Ele tinha mais livros lidos e mais livros por ler. Ele tinha mais anos que ela. Ele tinha mais amigos que ela. Ele tinha mais família que ela. Ele sempre teve mais que ela, e quem olhasse de longe chegaria à conclusão óbvia que aquela era uma relação desigual. Poderiam pensar: quando tudo terminar, ele vai sentir menos saudade que ela. Depois do fim ele não estará tão à deriva quanto ela. O desespero baterá menos à porta dele à noite. A loucura e o medo não o ameaçarão. Já a ela...

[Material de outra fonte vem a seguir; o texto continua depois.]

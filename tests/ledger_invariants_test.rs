mod common;

use assert_matches::assert_matches;
use rstest::rstest;
use rust_decimal::Decimal;
use rust_decimal_macros::dec;

use inventory_ledger::{
    models::{
        Direction, DocumentType, LedgerPolicy, LineRef, MovementIntent, StockAdjustment,
        StockCounters,
    },
    ServiceError,
};

use common::*;

fn adjustment(doc_no: &str, lines: Vec<inventory_ledger::models::DocumentLine>) -> StockAdjustment {
    StockAdjustment {
        doc_no: doc_no.to_string(),
        doc_date: date(),
        warehouse: WH.to_string(),
        reason: Some("cycle count".to_string()),
        remark: None,
        lines,
    }
}

#[tokio::test]
async fn sale_then_cancel_restores_exact_counters() {
    let ledger = TestLedger::new().await;
    let stock = key(WH, "ITEM-1", "B1");
    ledger
        .services
        .documents
        .create_direct_receipt(
            initial_stock("DRC-1", WH, vec![line(1, "ITEM-1", "B1", dec!(12.5))]),
            ACTOR,
        )
        .await
        .unwrap();
    let before = ledger.counters(&stock).await;

    ledger
        .services
        .documents
        .create_direct_delivery(
            sale("DDL-1", WH, vec![line(1, "ITEM-1", "B1", dec!(7.5))]),
            ACTOR,
        )
        .await
        .unwrap();
    assert_eq!(ledger.available(&stock).await, dec!(5));

    ledger
        .services
        .cancellations
        .cancel_document(DocumentType::DirectDelivery, "DDL-1", ACTOR)
        .await
        .unwrap();

    assert_eq!(ledger.counters(&stock).await, before);
    ledger.assert_balanced().await;
}

#[tokio::test]
async fn selling_more_than_available_is_rejected() {
    let ledger = TestLedger::new().await;
    let stock = key(WH, "ITEM-1", "B1");
    ledger
        .services
        .documents
        .create_direct_receipt(
            initial_stock("DRC-1", WH, vec![line(1, "ITEM-1", "B1", dec!(3))]),
            ACTOR,
        )
        .await
        .unwrap();
    let movements = ledger.movement_count().await;

    let err = ledger
        .services
        .documents
        .create_direct_delivery(
            sale("DDL-1", WH, vec![line(1, "ITEM-1", "B1", dec!(4))]),
            ACTOR,
        )
        .await
        .unwrap_err();

    assert_matches!(err, ServiceError::InsufficientStock(_));
    assert_eq!(err.code(), "insufficient_stock");
    assert_eq!(ledger.available(&stock).await, dec!(3));
    assert_eq!(ledger.movement_count().await, movements);
}

#[tokio::test]
async fn negative_stock_can_be_allowed_by_policy() {
    let ledger = TestLedger::with_policy(LedgerPolicy {
        allow_negative_stock: true,
        enforce_fulfillment_limit: true,
    })
    .await;
    let stock = key(WH, "ITEM-1", "B1");
    ledger
        .services
        .documents
        .create_direct_receipt(
            initial_stock("DRC-1", WH, vec![line(1, "ITEM-1", "B1", dec!(3))]),
            ACTOR,
        )
        .await
        .unwrap();

    ledger
        .services
        .documents
        .create_direct_delivery(
            sale("DDL-1", WH, vec![line(1, "ITEM-1", "B1", dec!(5))]),
            ACTOR,
        )
        .await
        .unwrap();

    assert_eq!(ledger.available(&stock).await, dec!(-2));
    ledger.assert_balanced().await;
}

#[tokio::test]
async fn outbound_needs_a_known_batch() {
    let ledger = TestLedger::new().await;

    let err = ledger
        .services
        .documents
        .create_direct_delivery(
            sale("DDL-1", WH, vec![line(1, "ITEM-1", "NOPE", dec!(1))]),
            ACTOR,
        )
        .await
        .unwrap_err();

    assert_matches!(err, ServiceError::ConstraintViolation(msg) if msg.contains("unknown batch"));
}

#[tokio::test]
async fn duplicate_document_number_is_a_constraint_violation() {
    let ledger = TestLedger::new().await;
    let receipt = initial_stock("DRC-1", WH, vec![line(1, "ITEM-1", "B1", dec!(3))]);
    ledger
        .services
        .documents
        .create_direct_receipt(receipt.clone(), ACTOR)
        .await
        .unwrap();

    let err = ledger
        .services
        .documents
        .create_direct_receipt(receipt, ACTOR)
        .await
        .unwrap_err();

    assert_matches!(err, ServiceError::ConstraintViolation(_));
    assert_eq!(ledger.available(&key(WH, "ITEM-1", "B1")).await, dec!(3));
}

#[rstest]
#[case::zero_quantity(vec![line(1, "ITEM-1", "B1", Decimal::ZERO)])]
#[case::negative_quantity(vec![line(1, "ITEM-1", "B1", dec!(-2))])]
#[case::repeated_line_number(vec![
    line(1, "ITEM-1", "B1", dec!(1)),
    line(1, "ITEM-2", "B1", dec!(1)),
])]
#[case::no_lines(vec![])]
#[tokio::test]
async fn malformed_payloads_are_rejected_before_writing(
    #[case] lines: Vec<inventory_ledger::models::DocumentLine>,
) {
    let ledger = TestLedger::new().await;

    let err = ledger
        .services
        .documents
        .create_direct_receipt(initial_stock("DRC-1", WH, lines), ACTOR)
        .await
        .unwrap_err();

    assert_matches!(err, ServiceError::ValidationError(_));
    assert_eq!(ledger.movement_count().await, 0);
    assert!(ledger.activity_rows().await.is_empty());
}

#[tokio::test]
async fn adjustments_post_by_sign() {
    let ledger = TestLedger::new().await;
    let stock = key(WH, "ITEM-1", "B1");

    ledger
        .services
        .documents
        .create_stock_adjustment(adjustment("ADJ-1", vec![line(1, "ITEM-1", "B1", dec!(8))]), ACTOR)
        .await
        .unwrap();
    ledger
        .services
        .documents
        .create_stock_adjustment(adjustment("ADJ-2", vec![line(1, "ITEM-1", "B1", dec!(-3))]), ACTOR)
        .await
        .unwrap();

    assert_eq!(
        ledger.counters(&stock).await,
        StockCounters::new(dec!(8), dec!(0), dec!(3))
    );

    ledger
        .services
        .cancellations
        .cancel_document(DocumentType::StockAdjustment, "ADJ-2", ACTOR)
        .await
        .unwrap();
    assert_eq!(ledger.available(&stock).await, dec!(8));
    ledger.assert_balanced().await;
}

#[tokio::test]
async fn history_moves_to_the_next_live_receipt() {
    let ledger = TestLedger::new().await;
    let docs = &ledger.services.documents;
    docs.create_direct_receipt(
        initial_stock("DRC-1", WH, vec![line(1, "ITEM-1", "B1", dec!(2))]),
        ACTOR,
    )
    .await
    .unwrap();
    docs.create_direct_receipt(
        initial_stock("DRC-2", WH2, vec![line(1, "ITEM-1", "B1", dec!(3))]),
        ACTOR,
    )
    .await
    .unwrap();

    let outcome = ledger
        .services
        .cancellations
        .cancel_document(DocumentType::DirectReceipt, "DRC-1", ACTOR)
        .await
        .unwrap();
    assert_eq!(outcome.reversal.history_rows_reassigned, 1);

    let history = ledger
        .services
        .stock
        .history("ITEM-1", "B1", SUPPLIER)
        .await
        .unwrap()
        .expect("history row");
    assert!(!history.cancelled);
    assert_eq!(history.doc_no, "DRC-2");

    ledger
        .services
        .cancellations
        .cancel_document(DocumentType::DirectReceipt, "DRC-2", ACTOR)
        .await
        .unwrap();
    let history = ledger
        .services
        .stock
        .history("ITEM-1", "B1", SUPPLIER)
        .await
        .unwrap()
        .expect("history row");
    assert!(history.cancelled);

    // A new receipt brings the identity back under its own line.
    docs.create_direct_receipt(
        initial_stock("DRC-3", WH, vec![line(1, "ITEM-1", "B1", dec!(1))]),
        ACTOR,
    )
    .await
    .unwrap();
    let history = ledger
        .services
        .stock
        .history("ITEM-1", "B1", SUPPLIER)
        .await
        .unwrap()
        .expect("history row");
    assert!(!history.cancelled);
    assert_eq!(history.doc_no, "DRC-3");
    assert_eq!(ledger.history_rows().await.len(), 1);
}

#[tokio::test]
async fn writer_posts_and_reverses_on_its_own() {
    let ledger = TestLedger::new().await;
    let stock = key(WH, "ITEM-9", "LOT-1");
    let owner = LineRef::new(DocumentType::DirectReceipt, "EXT-1", 1);
    let intent = MovementIntent::new(Direction::Received, stock.clone(), dec!(9), owner.clone(), date());

    let posting = ledger
        .services
        .ledger
        .post_movements(&[intent], ACTOR)
        .await
        .unwrap();
    assert_eq!(posting.summary_rows_created, 1);
    assert_eq!(posting.history_rows_created, 1);
    assert_eq!(ledger.available(&stock).await, dec!(9));

    let db = ledger.db.clone();
    let reversal = ledger.services.ledger.reverse(&*db, &[owner.clone()], ACTOR).await.unwrap();
    assert_eq!(reversal.movements_cancelled, 1);
    assert_eq!(ledger.available(&stock).await, dec!(0));

    let again = ledger.services.ledger.reverse(&*db, &[owner], ACTOR).await.unwrap();
    assert!(again.is_empty());
    ledger.assert_balanced().await;
}

#[tokio::test]
async fn every_completed_operation_is_logged() {
    let ledger = TestLedger::new().await;
    ledger
        .services
        .documents
        .create_direct_receipt(
            initial_stock("DRC-1", WH, vec![line(1, "ITEM-1", "B1", dec!(2))]),
            ACTOR,
        )
        .await
        .unwrap();
    ledger
        .services
        .cancellations
        .cancel_document(DocumentType::DirectReceipt, "DRC-1", ACTOR)
        .await
        .unwrap();

    let entries: Vec<(String, String, String)> = ledger
        .activity_rows()
        .await
        .into_iter()
        .map(|row| (row.actor, row.code, row.category))
        .collect();
    assert_eq!(
        entries,
        vec![
            (ACTOR.into(), "DRC".into(), "DirectReceipt.Create".into()),
            (ACTOR.into(), "DRC".into(), "DirectReceipt.Cancel".into()),
        ]
    );
}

A realidade das roupas não coincide com o real da pele. O escondido de todos nós é o que nos nomeia e, com uma fome incontrolável, vai comendo nossas certezas. Não segue lógicas, fala em outra gramática. Fala em línguas esquecidas, o amor.
Estas foram matérias vistas por ele nas primeiras séries da vida. Sempre passara arrastado, por isso não entendeu quando livros, amigos, exercícios, filosofias, todas essas quinquilharias não preencheram a vaga deixada por ela. Só percebeu que a fila não andava quando viu que o chão fugira dos seus pés.
Alguns paliativos ela tinha deixado: a promessa de, mesmo depois de 10 anos, lembrar do vestido azul marinho minusculamente florido que ela usava naquela manhã de sábado em que os dois ultrapassaram juntos os limites da cidade pra que ela pagasse contas. Meia garrafa de vinho na geladeira dela. O desejo compartilhado de que um dia a geladeira fosse deles e que aquela garrafa enfim se esvaziasse. As fugas. A timidez da mão dada no meio da rua. A lasanha que ele não esperava tão gostosa. O corpo dela que devagar se convertia no seu templo mais que sagrado.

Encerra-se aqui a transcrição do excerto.